ViT is only for image classification, if you want to use vit architecture in image captioning, you need quite different model form. find google scholar and find the modified model for image captioning
thank you for your video , can you please explain for image classification in vision transformer without using pytorch in a pretrained model?
Will try.
hello,
In forward() function of class MultiheadSelfAttentionBlock() if I am not wrong query, key and value should be query=Wq*x , key=Wk*x and value=Wv*x where Wq , Wk, Wv learnable parameter matrix.
Dear maam when I tried to run this code on my computer in jupyter notebook I come across an error saying at training part the libarary called going modular doesn't exist could you please tell me how to solve this issue?

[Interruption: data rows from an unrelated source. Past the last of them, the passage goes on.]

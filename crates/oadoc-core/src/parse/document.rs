use indexmap::IndexMap;
use serde::{Deserialize, Serialize};

use super::components::Components;
use super::lenient;
use super::operation::PathItem;
use super::security::SecurityRequirement;
use super::server::Server;

/// Info object describing the API.
#[derive(Debug, Clone, PartialEq, Default, Serialize, Deserialize)]
pub struct Info {
    #[serde(default, deserialize_with = "lenient::string", skip_serializing_if = "Option::is_none")]
    pub title: Option<String>,

    #[serde(default, deserialize_with = "lenient::string", skip_serializing_if = "Option::is_none")]
    pub description: Option<String>,

    #[serde(default, deserialize_with = "lenient::string", skip_serializing_if = "Option::is_none")]
    pub version: Option<String>,

    #[serde(
        rename = "termsOfService",
        default,
        deserialize_with = "lenient::string",
        skip_serializing_if = "Option::is_none"
    )]
    pub terms_of_service: Option<String>,

    #[serde(
        default,
        deserialize_with = "lenient::optional",
        skip_serializing_if = "Option::is_none"
    )]
    pub contact: Option<Contact>,

    #[serde(
        default,
        deserialize_with = "lenient::optional",
        skip_serializing_if = "Option::is_none"
    )]
    pub license: Option<License>,
}

/// Only the contact email is shown on the overview page.
#[derive(Debug, Clone, PartialEq, Default, Serialize, Deserialize)]
pub struct Contact {
    #[serde(default, deserialize_with = "lenient::string", skip_serializing_if = "Option::is_none")]
    pub email: Option<String>,
}

#[derive(Debug, Clone, PartialEq, Default, Serialize, Deserialize)]
pub struct License {
    #[serde(default, deserialize_with = "lenient::string", skip_serializing_if = "Option::is_none")]
    pub name: Option<String>,

    #[serde(default, deserialize_with = "lenient::string", skip_serializing_if = "Option::is_none")]
    pub url: Option<String>,
}

/// Link to documentation hosted elsewhere.
#[derive(Debug, Clone, PartialEq, Default, Serialize, Deserialize)]
pub struct ExternalDocs {
    #[serde(default, deserialize_with = "lenient::string", skip_serializing_if = "Option::is_none")]
    pub description: Option<String>,

    #[serde(default, deserialize_with = "lenient::string", skip_serializing_if = "Option::is_none")]
    pub url: Option<String>,
}

#[derive(Debug, Clone, PartialEq, Default, Serialize, Deserialize)]
pub struct Tag {
    #[serde(default, deserialize_with = "lenient::text")]
    pub name: String,

    #[serde(default, deserialize_with = "lenient::string", skip_serializing_if = "Option::is_none")]
    pub description: Option<String>,

    #[serde(
        rename = "externalDocs",
        default,
        deserialize_with = "lenient::optional",
        skip_serializing_if = "Option::is_none"
    )]
    pub external_docs: Option<ExternalDocs>,
}

/// Top-level API description. Only `openapi` and `info` decide that an input is one;
/// everything else is optional, and a field of the wrong shape reads as absent.
#[derive(Debug, Clone, PartialEq, Serialize, Deserialize)]
pub struct ApiDocument {
    /// Version marker, kept opaque.
    #[serde(default)]
    pub openapi: serde_json::Value,

    #[serde(default, deserialize_with = "lenient::or_default")]
    pub info: Info,

    #[serde(default, deserialize_with = "lenient::list", skip_serializing_if = "Vec::is_empty")]
    pub servers: Vec<Server>,

    #[serde(default, deserialize_with = "lenient::map", skip_serializing_if = "IndexMap::is_empty")]
    pub paths: IndexMap<String, PathItem>,

    #[serde(
        default,
        deserialize_with = "lenient::optional",
        skip_serializing_if = "Option::is_none"
    )]
    pub components: Option<Components>,

    #[serde(default, deserialize_with = "lenient::list", skip_serializing_if = "Vec::is_empty")]
    pub tags: Vec<Tag>,

    #[serde(
        default,
        deserialize_with = "lenient::optional",
        skip_serializing_if = "Option::is_none"
    )]
    pub security: Option<Vec<SecurityRequirement>>,

    #[serde(
        rename = "externalDocs",
        default,
        deserialize_with = "lenient::optional",
        skip_serializing_if = "Option::is_none"
    )]
    pub external_docs: Option<ExternalDocs>,
}
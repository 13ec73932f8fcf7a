use serde::{Deserialize, Serialize};

use super::blocks::Block;

/// The root of the IR: page metadata plus the block tree. This is the only
/// thing a renderer ever sees.
#[derive(Debug, Clone, PartialEq, Serialize, Deserialize)]
pub struct PageContainer {
    pub page: Page,
    pub blocks: Vec<Block>,
}

/// What a page documents.
#[derive(Debug, Clone, Copy, PartialEq, Eq, Serialize, Deserialize)]
#[serde(rename_all = "lowercase")]
pub enum PageKind {
    Overview,
    Operation,
    Schema,
}

/// Identity and metadata of one rendered page.
#[derive(Debug, Clone, PartialEq, Eq, Serialize, Deserialize)]
pub struct Page {
    pub kind: PageKind,
    pub id: String,
    pub title: String,
    pub slug: String,
}

/// Derive a URL-safe slug: lowercase, every run of characters outside
/// `[a-z0-9]` becomes a single `-`, no leading or trailing `-`.
pub fn slugify(title: &str) -> String {
    let mut slug = String::with_capacity(title.len());
    let mut pending_dash = false;

    for c in title.to_lowercase().chars() {
        if c.is_ascii_lowercase() || c.is_ascii_digit() {
            if pending_dash && !slug.is_empty() {
                slug.push('-');
            }
            pending_dash = false;
            slug.push(c);
        } else {
            pending_dash = true;
        }
    }

    slug
}
use indexmap::IndexMap;
use serde::{Deserialize, Serialize};
use serde_json::Value;

use super::lenient;

/// Content entries keyed by media type, in declaration order.
pub type Content = IndexMap<String, MediaType>;

/// One media type entry. Schemas and examples are carried as opaque JSON.
#[derive(Debug, Clone, PartialEq, Default, Serialize, Deserialize)]
pub struct MediaType {
    #[serde(skip_serializing_if = "Option::is_none")]
    pub schema: Option<Value>,

    #[serde(skip_serializing_if = "Option::is_none")]
    pub example: Option<Value>,

    #[serde(default, deserialize_with = "lenient::map", skip_serializing_if = "IndexMap::is_empty")]
    pub examples: IndexMap<String, Value>,
}

impl MediaType {
    /// Values of the named `examples`, in key order; `None` when there are none.
    pub fn named_examples(&self) -> Option<Vec<Value>> {
        if self.examples.is_empty() {
            None
        } else {
            Some(self.examples.values().cloned().collect())
        }
    }

    /// Named examples, else the single `example`.
    pub fn example_values(&self) -> Option<Vec<Value>> {
        self.named_examples()
            .or_else(|| self.example.clone().map(|example| vec![example]))
    }
}

#[derive(Debug, Clone, PartialEq, Default, Serialize, Deserialize)]
pub struct RequestBody {
    #[serde(default, deserialize_with = "lenient::string", skip_serializing_if = "Option::is_none")]
    pub description: Option<String>,

    #[serde(default, deserialize_with = "lenient::map", skip_serializing_if = "IndexMap::is_empty")]
    pub content: Content,

    #[serde(
        default,
        deserialize_with = "lenient::optional_flag",
        skip_serializing_if = "Option::is_none"
    )]
    pub required: Option<bool>,
}

impl RequestBody {
    /// Schema of the first declared media type, which body parameters are derived from.
    pub fn first_schema(&self) -> Option<&Value> {
        self.content.values().next()?.schema.as_ref()
    }
}

#[derive(Debug, Clone, PartialEq, Default, Serialize, Deserialize)]
pub struct Response {
    #[serde(default, deserialize_with = "lenient::string", skip_serializing_if = "Option::is_none")]
    pub description: Option<String>,

    #[serde(default, deserialize_with = "lenient::map", skip_serializing_if = "IndexMap::is_empty")]
    pub content: Content,
}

You have to download the going_modular folder from my github repo and paste it in your working directory. github.com/AarohiSingla/Image-Classification-Using-Vision-transformer
what is the image format which u have used for this code...i am getting error on tiff file format..
I have used jpg format.
Hello Aarohi, i am getting the following error " No module named 'going_modular' " for from going_modular.going_modular import engine while executing the code in jupyter notebook in anaconda navigator . is there any solution for this ?
You can download that from github.com/AarohiSingla/Image-Classification-Using-Vision-transformer
@@CodeWithAarohi Hello mam, first of all great video and amazing explanation of ViT. going_modular package is not compatible with my python version. I tried all other option to install it from git, using pip install but still problem persist. Plz help... i am beginner in ViT rest of the code works perfect.
I am running code in Jupyter Notebook with Python 3.12.2
Hello Aarohi, thank you for this great video. But I had going_modular error, and helper_functions error. I know my colab version is different from yours, I even try to change to the version you showed in the video, it still reported the same problem saying cannot find the model. I try to install the 2 libraries, but still had the errors. Any suggestions?
Thank you.
Copy the going_modular folder and helper.py file from this link and paste it in the directory where your jupyter notebook is: github.com/AarohiSingla/Image-Classification-Using-Vision-transformer
Great video ma'am! Actually I am working on video classification problem. Could you make video on how can we implement video vision Transformer?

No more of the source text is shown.